[Instructions for the task] Every line of the records below that holds the word "output" belongs in the answer.

[Collected data]

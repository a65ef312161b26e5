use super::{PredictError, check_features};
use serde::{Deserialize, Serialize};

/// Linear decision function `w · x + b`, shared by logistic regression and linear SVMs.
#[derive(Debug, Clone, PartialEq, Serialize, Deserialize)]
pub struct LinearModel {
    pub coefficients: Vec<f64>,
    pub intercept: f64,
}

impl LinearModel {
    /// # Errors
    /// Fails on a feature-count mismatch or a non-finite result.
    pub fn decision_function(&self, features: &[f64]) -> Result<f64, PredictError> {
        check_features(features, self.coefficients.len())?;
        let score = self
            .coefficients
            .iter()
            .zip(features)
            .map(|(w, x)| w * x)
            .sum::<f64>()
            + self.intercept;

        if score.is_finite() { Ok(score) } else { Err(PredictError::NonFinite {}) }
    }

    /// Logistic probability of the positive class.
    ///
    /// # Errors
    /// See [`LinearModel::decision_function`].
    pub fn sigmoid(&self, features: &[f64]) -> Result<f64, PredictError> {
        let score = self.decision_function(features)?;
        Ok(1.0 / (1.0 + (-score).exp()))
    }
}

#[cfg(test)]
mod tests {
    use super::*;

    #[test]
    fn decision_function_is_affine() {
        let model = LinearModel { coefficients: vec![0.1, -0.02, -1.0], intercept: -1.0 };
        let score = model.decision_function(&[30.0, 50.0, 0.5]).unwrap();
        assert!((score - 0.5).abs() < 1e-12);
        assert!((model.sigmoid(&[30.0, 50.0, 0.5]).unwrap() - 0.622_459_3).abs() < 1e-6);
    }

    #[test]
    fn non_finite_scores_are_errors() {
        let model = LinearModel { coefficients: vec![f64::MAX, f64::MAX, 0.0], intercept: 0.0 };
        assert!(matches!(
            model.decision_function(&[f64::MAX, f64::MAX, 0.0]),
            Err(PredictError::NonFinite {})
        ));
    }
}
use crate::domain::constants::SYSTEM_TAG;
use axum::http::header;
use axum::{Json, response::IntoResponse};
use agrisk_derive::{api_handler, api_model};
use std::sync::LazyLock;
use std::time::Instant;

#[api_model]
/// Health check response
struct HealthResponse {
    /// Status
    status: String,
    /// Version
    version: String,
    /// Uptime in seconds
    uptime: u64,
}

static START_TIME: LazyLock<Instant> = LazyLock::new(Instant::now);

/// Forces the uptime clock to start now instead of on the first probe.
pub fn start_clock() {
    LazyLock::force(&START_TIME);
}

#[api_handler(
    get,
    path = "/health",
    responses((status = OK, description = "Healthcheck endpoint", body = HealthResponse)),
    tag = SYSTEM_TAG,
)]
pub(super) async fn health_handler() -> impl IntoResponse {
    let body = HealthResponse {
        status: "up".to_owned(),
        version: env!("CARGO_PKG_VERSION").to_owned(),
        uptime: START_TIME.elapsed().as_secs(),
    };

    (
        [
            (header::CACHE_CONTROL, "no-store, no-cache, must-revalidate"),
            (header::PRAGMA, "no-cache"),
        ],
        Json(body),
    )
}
...
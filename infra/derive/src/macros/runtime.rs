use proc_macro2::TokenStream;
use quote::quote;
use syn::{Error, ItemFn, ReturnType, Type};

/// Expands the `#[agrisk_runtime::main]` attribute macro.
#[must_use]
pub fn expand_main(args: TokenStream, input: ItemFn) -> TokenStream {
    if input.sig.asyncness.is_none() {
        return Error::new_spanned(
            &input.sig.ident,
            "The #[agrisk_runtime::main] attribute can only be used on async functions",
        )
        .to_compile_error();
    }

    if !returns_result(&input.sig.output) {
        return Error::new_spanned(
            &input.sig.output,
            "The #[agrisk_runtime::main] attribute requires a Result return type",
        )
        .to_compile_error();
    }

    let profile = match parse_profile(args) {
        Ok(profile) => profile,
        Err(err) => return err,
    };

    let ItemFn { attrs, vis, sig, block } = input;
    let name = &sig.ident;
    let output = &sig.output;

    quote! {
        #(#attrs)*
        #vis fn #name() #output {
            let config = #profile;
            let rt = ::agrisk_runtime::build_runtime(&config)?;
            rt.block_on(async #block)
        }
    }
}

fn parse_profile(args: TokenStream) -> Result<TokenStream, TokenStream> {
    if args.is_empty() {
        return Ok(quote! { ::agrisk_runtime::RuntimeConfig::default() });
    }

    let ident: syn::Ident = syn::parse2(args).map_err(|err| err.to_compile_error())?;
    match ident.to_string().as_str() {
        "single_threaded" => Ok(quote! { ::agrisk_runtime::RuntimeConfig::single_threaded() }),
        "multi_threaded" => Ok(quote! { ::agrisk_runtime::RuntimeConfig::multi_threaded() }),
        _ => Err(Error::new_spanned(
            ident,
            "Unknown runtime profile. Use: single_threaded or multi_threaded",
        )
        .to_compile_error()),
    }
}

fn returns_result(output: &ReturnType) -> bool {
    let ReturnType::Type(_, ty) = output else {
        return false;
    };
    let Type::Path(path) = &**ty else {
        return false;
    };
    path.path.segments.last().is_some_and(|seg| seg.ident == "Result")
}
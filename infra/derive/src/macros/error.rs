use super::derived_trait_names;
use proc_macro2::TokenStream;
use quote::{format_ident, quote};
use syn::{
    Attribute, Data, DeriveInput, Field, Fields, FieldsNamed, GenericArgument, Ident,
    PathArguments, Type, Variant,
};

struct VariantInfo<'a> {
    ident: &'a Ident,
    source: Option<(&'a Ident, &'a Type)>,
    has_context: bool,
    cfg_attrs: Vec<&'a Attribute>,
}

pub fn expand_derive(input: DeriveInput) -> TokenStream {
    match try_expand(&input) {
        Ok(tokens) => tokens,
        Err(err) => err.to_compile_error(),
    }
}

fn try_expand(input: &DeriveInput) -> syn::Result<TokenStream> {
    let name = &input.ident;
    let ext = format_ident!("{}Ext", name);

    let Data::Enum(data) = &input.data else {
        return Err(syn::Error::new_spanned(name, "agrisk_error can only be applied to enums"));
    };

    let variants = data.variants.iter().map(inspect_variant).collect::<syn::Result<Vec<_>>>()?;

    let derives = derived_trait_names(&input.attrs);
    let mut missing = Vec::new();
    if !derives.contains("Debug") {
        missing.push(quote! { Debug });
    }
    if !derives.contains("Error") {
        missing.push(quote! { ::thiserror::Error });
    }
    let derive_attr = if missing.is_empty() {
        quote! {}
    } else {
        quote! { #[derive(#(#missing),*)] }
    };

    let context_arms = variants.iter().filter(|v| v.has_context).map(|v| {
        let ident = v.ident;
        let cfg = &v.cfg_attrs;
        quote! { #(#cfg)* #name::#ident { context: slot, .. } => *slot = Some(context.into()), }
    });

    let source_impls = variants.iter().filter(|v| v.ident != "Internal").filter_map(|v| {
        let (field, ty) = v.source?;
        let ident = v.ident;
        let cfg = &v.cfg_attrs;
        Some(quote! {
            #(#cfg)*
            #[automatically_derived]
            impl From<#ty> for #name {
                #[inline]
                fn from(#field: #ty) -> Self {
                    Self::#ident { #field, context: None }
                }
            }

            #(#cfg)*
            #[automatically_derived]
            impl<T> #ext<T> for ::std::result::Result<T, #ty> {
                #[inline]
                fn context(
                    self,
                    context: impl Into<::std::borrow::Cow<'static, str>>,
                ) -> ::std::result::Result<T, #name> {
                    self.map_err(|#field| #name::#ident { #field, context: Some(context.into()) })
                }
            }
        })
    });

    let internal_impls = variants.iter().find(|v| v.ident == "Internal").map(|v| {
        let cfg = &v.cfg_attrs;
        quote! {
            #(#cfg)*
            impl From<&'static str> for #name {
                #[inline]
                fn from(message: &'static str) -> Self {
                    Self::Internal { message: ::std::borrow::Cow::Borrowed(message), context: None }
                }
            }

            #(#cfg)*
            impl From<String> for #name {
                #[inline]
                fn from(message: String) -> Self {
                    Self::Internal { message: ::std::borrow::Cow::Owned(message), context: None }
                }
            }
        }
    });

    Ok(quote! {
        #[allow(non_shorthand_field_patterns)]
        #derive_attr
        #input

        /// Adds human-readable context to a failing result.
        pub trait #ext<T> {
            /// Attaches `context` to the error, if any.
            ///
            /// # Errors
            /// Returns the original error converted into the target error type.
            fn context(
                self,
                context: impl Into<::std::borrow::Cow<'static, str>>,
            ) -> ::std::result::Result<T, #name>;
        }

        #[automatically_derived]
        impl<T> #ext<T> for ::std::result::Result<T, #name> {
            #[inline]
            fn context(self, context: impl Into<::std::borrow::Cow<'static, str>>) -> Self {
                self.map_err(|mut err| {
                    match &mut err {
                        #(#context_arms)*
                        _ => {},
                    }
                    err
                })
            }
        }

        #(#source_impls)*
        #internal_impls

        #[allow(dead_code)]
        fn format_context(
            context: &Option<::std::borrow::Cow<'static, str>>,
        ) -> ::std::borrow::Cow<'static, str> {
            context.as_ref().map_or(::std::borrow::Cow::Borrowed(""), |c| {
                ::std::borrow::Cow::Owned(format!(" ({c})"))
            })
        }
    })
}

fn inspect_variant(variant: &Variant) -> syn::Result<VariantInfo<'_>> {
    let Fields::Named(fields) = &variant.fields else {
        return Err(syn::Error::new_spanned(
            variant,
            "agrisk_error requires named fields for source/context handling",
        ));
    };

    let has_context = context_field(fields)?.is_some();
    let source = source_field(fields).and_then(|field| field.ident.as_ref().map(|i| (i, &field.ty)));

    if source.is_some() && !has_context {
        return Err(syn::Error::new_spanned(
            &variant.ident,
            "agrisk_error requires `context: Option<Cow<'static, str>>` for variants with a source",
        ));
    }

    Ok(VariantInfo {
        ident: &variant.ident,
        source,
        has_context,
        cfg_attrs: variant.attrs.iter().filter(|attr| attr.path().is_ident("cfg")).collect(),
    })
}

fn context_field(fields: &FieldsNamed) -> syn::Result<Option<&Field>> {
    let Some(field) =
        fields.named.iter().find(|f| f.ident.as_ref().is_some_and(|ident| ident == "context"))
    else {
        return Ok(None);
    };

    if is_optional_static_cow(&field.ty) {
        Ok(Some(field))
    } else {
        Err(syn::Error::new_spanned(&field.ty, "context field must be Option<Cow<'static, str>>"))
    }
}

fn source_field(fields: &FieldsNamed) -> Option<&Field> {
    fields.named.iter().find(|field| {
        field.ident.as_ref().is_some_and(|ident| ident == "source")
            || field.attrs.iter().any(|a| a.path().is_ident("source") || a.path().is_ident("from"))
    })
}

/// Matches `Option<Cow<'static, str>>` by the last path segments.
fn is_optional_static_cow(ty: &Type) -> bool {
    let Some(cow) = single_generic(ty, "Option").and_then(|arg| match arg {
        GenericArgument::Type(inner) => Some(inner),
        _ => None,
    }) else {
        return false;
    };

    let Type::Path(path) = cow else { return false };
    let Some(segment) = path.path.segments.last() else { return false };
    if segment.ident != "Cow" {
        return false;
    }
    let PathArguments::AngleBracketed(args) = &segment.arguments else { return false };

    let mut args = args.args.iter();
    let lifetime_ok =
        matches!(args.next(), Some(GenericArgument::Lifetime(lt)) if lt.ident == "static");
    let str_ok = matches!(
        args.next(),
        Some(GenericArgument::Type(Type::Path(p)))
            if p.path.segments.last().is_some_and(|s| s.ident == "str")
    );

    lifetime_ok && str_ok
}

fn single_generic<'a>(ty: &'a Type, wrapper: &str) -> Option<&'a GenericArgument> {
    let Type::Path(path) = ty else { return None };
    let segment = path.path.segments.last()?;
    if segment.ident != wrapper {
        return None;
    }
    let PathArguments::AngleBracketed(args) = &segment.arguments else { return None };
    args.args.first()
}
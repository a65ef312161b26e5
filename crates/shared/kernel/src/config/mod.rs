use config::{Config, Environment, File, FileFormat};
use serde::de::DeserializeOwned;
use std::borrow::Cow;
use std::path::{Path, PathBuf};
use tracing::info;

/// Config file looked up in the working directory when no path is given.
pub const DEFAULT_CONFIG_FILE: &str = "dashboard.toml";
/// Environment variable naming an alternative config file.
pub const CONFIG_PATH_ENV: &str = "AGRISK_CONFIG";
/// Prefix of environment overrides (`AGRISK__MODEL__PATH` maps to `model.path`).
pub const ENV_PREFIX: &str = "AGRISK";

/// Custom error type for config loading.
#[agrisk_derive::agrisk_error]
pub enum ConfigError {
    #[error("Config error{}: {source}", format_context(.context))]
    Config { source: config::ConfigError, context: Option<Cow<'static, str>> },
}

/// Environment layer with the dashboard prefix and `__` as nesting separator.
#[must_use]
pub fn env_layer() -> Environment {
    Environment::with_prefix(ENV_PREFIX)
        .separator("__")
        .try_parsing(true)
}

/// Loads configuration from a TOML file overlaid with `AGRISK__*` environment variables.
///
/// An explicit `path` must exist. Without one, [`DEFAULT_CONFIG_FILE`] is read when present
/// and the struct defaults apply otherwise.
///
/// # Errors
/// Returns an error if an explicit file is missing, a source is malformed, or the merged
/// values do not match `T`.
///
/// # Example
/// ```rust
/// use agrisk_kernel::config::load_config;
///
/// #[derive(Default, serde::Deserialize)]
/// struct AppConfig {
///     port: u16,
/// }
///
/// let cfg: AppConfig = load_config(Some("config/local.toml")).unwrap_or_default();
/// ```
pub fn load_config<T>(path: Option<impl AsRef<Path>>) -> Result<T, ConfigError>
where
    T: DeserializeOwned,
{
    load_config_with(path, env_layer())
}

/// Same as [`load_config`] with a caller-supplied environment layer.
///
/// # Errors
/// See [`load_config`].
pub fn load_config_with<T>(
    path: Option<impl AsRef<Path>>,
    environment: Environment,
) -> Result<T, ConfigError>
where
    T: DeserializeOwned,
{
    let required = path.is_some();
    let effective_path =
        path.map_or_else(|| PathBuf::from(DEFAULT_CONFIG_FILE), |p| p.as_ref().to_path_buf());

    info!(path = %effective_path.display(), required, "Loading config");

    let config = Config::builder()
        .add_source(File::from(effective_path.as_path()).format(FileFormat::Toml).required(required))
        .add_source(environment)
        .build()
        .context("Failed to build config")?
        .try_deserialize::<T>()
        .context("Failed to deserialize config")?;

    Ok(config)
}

[Response area]
    if !returns_result(&input.sig.output) {
            &input.sig.output,
    let output = &sig.output;
        #vis fn #name() #output {
fn returns_result(output: &ReturnType) -> bool {
    let ReturnType::Type(_, ty) = output else {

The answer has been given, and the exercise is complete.